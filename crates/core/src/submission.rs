//! Response envelopes of the form-submit and mark-received endpoints, and application of
//! server-side validation errors to the form.

use crate::constants::FEEDBACK_SEPARATOR;
use crate::fields::FieldId;
use crate::form::PatientForm;
use serde::{Deserialize, Serialize};
use std::collections::BTreeMap;

/// Envelope returned by an AJAX form POST.
///
/// Success: `{ "success": true, "message": "...", "level": "success" }`.
/// Failure: `{ "success": false, "message": "...", "errors": { "field": ["..."] } }`.
#[derive(Clone, Debug, PartialEq, Eq, Deserialize, Serialize)]
pub struct FormResponse {
    pub success: bool,
    #[serde(default)]
    pub message: Option<String>,
    #[serde(default)]
    pub level: Option<String>,
    #[serde(default)]
    pub errors: BTreeMap<String, Vec<String>>,
}

/// What the host should show after a submission round trip.
#[derive(Clone, Debug, PartialEq, Eq, Serialize)]
pub enum SubmitOutcome {
    Accepted {
        message: Option<String>,
        level: Option<String>,
    },
    Rejected {
        message: Option<String>,
        /// Error keys that matched no control on the form.
        unmatched: Vec<String>,
    },
}

impl FormResponse {
    /// Resolve the envelope against `form`: on failure the per-field errors are attached.
    pub fn resolve(self, form: &mut PatientForm) -> SubmitOutcome {
        if self.success {
            form.clear_feedback();
            return SubmitOutcome::Accepted {
                message: self.message,
                level: self.level,
            };
        }
        let unmatched = apply_server_errors(form, &self.errors);
        SubmitOutcome::Rejected {
            message: self.message,
            unmatched,
        }
    }
}

/// Attach server-side validation messages to their controls.
///
/// Earlier feedback is cleared first. Each matching control receives its messages joined
/// with `", "`. Keys that name no field on the form are returned so the caller can show
/// them elsewhere.
pub fn apply_server_errors(
    form: &mut PatientForm,
    errors: &BTreeMap<String, Vec<String>>,
) -> Vec<String> {
    form.clear_feedback();

    let mut unmatched = Vec::new();
    for (name, messages) in errors {
        match FieldId::from_form_name(name) {
            Some(field) => {
                form.control_mut(field).feedback = Some(messages.join(FEEDBACK_SEPARATOR));
            }
            None => unmatched.push(name.clone()),
        }
    }
    if !unmatched.is_empty() {
        tracing::debug!(?unmatched, "server errors without a matching control");
    }
    unmatched
}

/// Body of a mark-received POST (the CSRF token is added by the transport).
#[derive(Clone, Debug, Default, PartialEq, Eq, Serialize, Deserialize)]
pub struct MarkReceivedRequest {
    /// Reception timestamp; the backend uses "now" when absent or unparseable.
    #[serde(skip_serializing_if = "Option::is_none")]
    pub fecha_entrada: Option<String>,
    #[serde(skip_serializing_if = "Option::is_none")]
    pub observacion_entrada: Option<String>,
}

impl MarkReceivedRequest {
    pub fn form_pairs(&self) -> Vec<(&'static str, String)> {
        let mut pairs = Vec::new();
        if let Some(fecha) = &self.fecha_entrada {
            pairs.push(("fecha_entrada", fecha.clone()));
        }
        if let Some(obs) = &self.observacion_entrada {
            pairs.push(("observacion_entrada", obs.clone()));
        }
        pairs
    }
}

#[derive(Clone, Debug, PartialEq, Eq, Deserialize, Serialize)]
pub struct MarkReceivedResponse {
    pub ok: bool,
    #[serde(default)]
    pub id: Option<i64>,
    #[serde(default)]
    pub error: Option<String>,
}

#[cfg(test)]
mod tests {
    use super::*;
    use serde_json::json;

    #[test]
    fn parses_success_envelope() {
        let resp: FormResponse = serde_json::from_value(json!({
            "success": true,
            "message": "Paciente guardado",
            "level": "success"
        }))
        .expect("envelope");
        assert!(resp.success);
        assert!(resp.errors.is_empty());
    }

    #[test]
    fn failure_attaches_joined_messages() {
        let mut form = PatientForm::default();
        let resp: FormResponse = serde_json::from_value(json!({
            "success": false,
            "message": "Revise el formulario",
            "errors": {
                "rut": ["Ya existe", "Formato inválido"],
                "__all__": ["Error general"]
            }
        }))
        .expect("envelope");

        let outcome = resp.resolve(&mut form);

        assert_eq!(
            form.control(FieldId::NationalId).feedback.as_deref(),
            Some("Ya existe, Formato inválido")
        );
        assert_eq!(
            outcome,
            SubmitOutcome::Rejected {
                message: Some("Revise el formulario".into()),
                unmatched: vec!["__all__".into()],
            }
        );
    }

    #[test]
    fn new_errors_replace_old_feedback() {
        let mut form = PatientForm::default();
        form.control_mut(FieldId::Passport).feedback = Some("stale".into());

        let errors = BTreeMap::from([("nombre".to_string(), vec!["Requerido".to_string()])]);
        apply_server_errors(&mut form, &errors);

        assert!(form.control(FieldId::Passport).feedback.is_none());
        assert_eq!(form.control(FieldId::Name).feedback.as_deref(), Some("Requerido"));
    }

    #[test]
    fn success_clears_feedback() {
        let mut form = PatientForm::default();
        form.control_mut(FieldId::Name).feedback = Some("Requerido".into());
        let resp = FormResponse {
            success: true,
            message: None,
            level: None,
            errors: BTreeMap::new(),
        };
        assert!(matches!(resp.resolve(&mut form), SubmitOutcome::Accepted { .. }));
        assert!(form.control(FieldId::Name).feedback.is_none());
    }

    #[test]
    fn mark_received_pairs_skip_missing_values() {
        let request = MarkReceivedRequest {
            fecha_entrada: Some("2024-05-01T10:00".into()),
            observacion_entrada: None,
        };
        assert_eq!(
            request.form_pairs(),
            vec![("fecha_entrada", "2024-05-01T10:00".to_string())]
        );
    }

    #[test]
    fn mark_received_response_variants() {
        let ok: MarkReceivedResponse =
            serde_json::from_value(json!({ "ok": true, "id": 900 })).expect("ok");
        assert_eq!(ok.id, Some(900));
        let err: MarkReceivedResponse =
            serde_json::from_value(json!({ "ok": false, "error": "No encontrado" })).expect("err");
        assert_eq!(err.error.as_deref(), Some("No encontrado"));
    }
}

━━━━━━━━━━━━━━━━━━━━

**Required action**
Without changing a single character, write out all of the entries.

**The completed task**
filename crates/core/src/submission.rs
//! Response envelopes of the form-submit and mark-received endpoints, and application of
//! server-side validation errors to the form.

use crate::constants::FEEDBACK_SEPARATOR;
use crate::fields::FieldId;
use crate::form::PatientForm;
use serde::{Deserialize, Serialize};
use std::collections::BTreeMap;

/// Envelope returned by an AJAX form POST.
///
/// Success: `{ "success": true, "message": "...", "level": "success" }`.
/// Failure: `{ "success": false, "message": "...", "errors": { "field": ["..."] } }`.
#[derive(Clone, Debug, PartialEq, Eq, Deserialize, Serialize)]
pub struct FormResponse {
    pub success: bool,
    #[serde(default)]
    pub message: Option<String>,
    #[serde(default)]
    pub level: Option<String>,
    #[serde(default)]
    pub errors: BTreeMap<String, Vec<String>>,
}

/// What the host should show after a submission round trip.
#[derive(Clone, Debug, PartialEq, Eq, Serialize)]
pub enum SubmitOutcome {
    Accepted {
        message: Option<String>,
        level: Option<String>,
    },
    Rejected {
        message: Option<String>,
        /// Error keys that matched no control on the form.
        unmatched: Vec<String>,
    },
}

impl FormResponse {
    /// Resolve the envelope against `form`: on failure the per-field errors are attached.
    pub fn resolve(self, form: &mut PatientForm) -> SubmitOutcome {
        if self.success {
            form.clear_feedback();
            return SubmitOutcome::Accepted {
                message: self.message,
                level: self.level,
            };
        }
        let unmatched = apply_server_errors(form, &self.errors);
        SubmitOutcome::Rejected {
            message: self.message,
            unmatched,
        }
    }
}

/// Attach server-side validation messages to their controls.
///
/// Earlier feedback is cleared first. Each matching control receives its messages joined
/// with `", "`. Keys that name no field on the form are returned so the caller can show
/// them elsewhere.
pub fn apply_server_errors(
    form: &mut PatientForm,
    errors: &BTreeMap<String, Vec<String>>,
) -> Vec<String> {
    form.clear_feedback();

    let mut unmatched = Vec::new();
    for (name, messages) in errors {
        match FieldId::from_form_name(name) {
            Some(field) => {
                form.control_mut(field).feedback = Some(messages.join(FEEDBACK_SEPARATOR));
            }
            None => unmatched.push(name.clone()),
        }
    }
    if !unmatched.is_empty() {
        tracing::debug!(?unmatched, "server errors without a matching control");
    }
    unmatched
}

/// Body of a mark-received POST (the CSRF token is added by the transport).
#[derive(Clone, Debug, Default, PartialEq, Eq, Serialize, Deserialize)]
pub struct MarkReceivedRequest {
    /// Reception timestamp; the backend uses "now" when absent or unparseable.
    #[serde(skip_serializing_if = "Option::is_none")]
    pub fecha_entrada: Option<String>,
    #[serde(skip_serializing_if = "Option::is_none")]
    pub observacion_entrada: Option<String>,
}

impl MarkReceivedRequest {
    pub fn form_pairs(&self) -> Vec<(&'static str, String)> {
        let mut pairs = Vec::new();
        if let Some(fecha) = &self.fecha_entrada {
            pairs.push(("fecha_entrada", fecha.clone()));
        }
        if let Some(obs) = &self.observacion_entrada {
            pairs.push(("observacion_entrada", obs.clone()));
        }
        pairs
    }
}

#[derive(Clone, Debug, PartialEq, Eq, Deserialize, Serialize)]
pub struct MarkReceivedResponse {
    pub ok: bool,
    #[serde(default)]
    pub id: Option<i64>,
    #[serde(default)]
    pub error: Option<String>,
}

#[cfg(test)]
mod tests {
    use super::*;
    use serde_json::json;

    #[test]
    fn parses_success_envelope() {
        let resp: FormResponse = serde_json::from_value(json!({
            "success": true,
            "message": "Paciente guardado",
            "level": "success"
        }))
        .expect("envelope");
        assert!(resp.success);
        assert!(resp.errors.is_empty());
    }

    #[test]
    fn failure_attaches_joined_messages() {
        let mut form = PatientForm::default();
        let resp: FormResponse = serde_json::from_value(json!({
            "success": false,
            "message": "Revise el formulario",
            "errors": {
                "rut": ["Ya existe", "Formato inválido"],
                "__all__": ["Error general"]
            }
        }))
        .expect("envelope");

        let outcome = resp.resolve(&mut form);

        assert_eq!(
            form.control(FieldId::NationalId).feedback.as_deref(),
            Some("Ya existe, Formato inválido")
        );
        assert_eq!(
            outcome,
            SubmitOutcome::Rejected {
                message: Some("Revise el formulario".into()),
                unmatched: vec!["__all__".into()],
            }
        );
    }

    #[test]
    fn new_errors_replace_old_feedback() {
        let mut form = PatientForm::default();
        form.control_mut(FieldId::Passport).feedback = Some("stale".into());

        let errors = BTreeMap::from([("nombre".to_string(), vec!["Requerido".to_string()])]);
        apply_server_errors(&mut form, &errors);

        assert!(form.control(FieldId::Passport).feedback.is_none());
        assert_eq!(form.control(FieldId::Name).feedback.as_deref(), Some("Requerido"));
    }

    #[test]
    fn success_clears_feedback() {
        let mut form = PatientForm::default();
        form.control_mut(FieldId::Name).feedback = Some("Requerido".into());
        let resp = FormResponse {
            success: true,
            message: None,
            level: None,
            errors: BTreeMap::new(),
        };
        assert!(matches!(resp.resolve(&mut form), SubmitOutcome::Accepted { .. }));
        assert!(form.control(FieldId::Name).feedback.is_none());
    }

    #[test]
    fn mark_received_pairs_skip_missing_values() {
        let request = MarkReceivedRequest {
            fecha_entrada: Some("2024-05-01T10:00".into()),
            observacion_entrada: None,
        };
        assert_eq!(
            request.form_pairs(),
            vec![("fecha_entrada", "2024-05-01T10:00".to_string())]
        );
    }

    #[test]
    fn mark_received_response_variants() {
        let ok: MarkReceivedResponse =
            serde_json::from_value(json!({ "ok": true, "id": 900 })).expect("ok");
        assert_eq!(ok.id, Some(900));
        let err: MarkReceivedResponse =
            serde_json::from_value(json!({ "ok": false, "error": "No encontrado" })).expect("err");
        assert_eq!(err.error.as_deref(), Some("No encontrado"));
    }
}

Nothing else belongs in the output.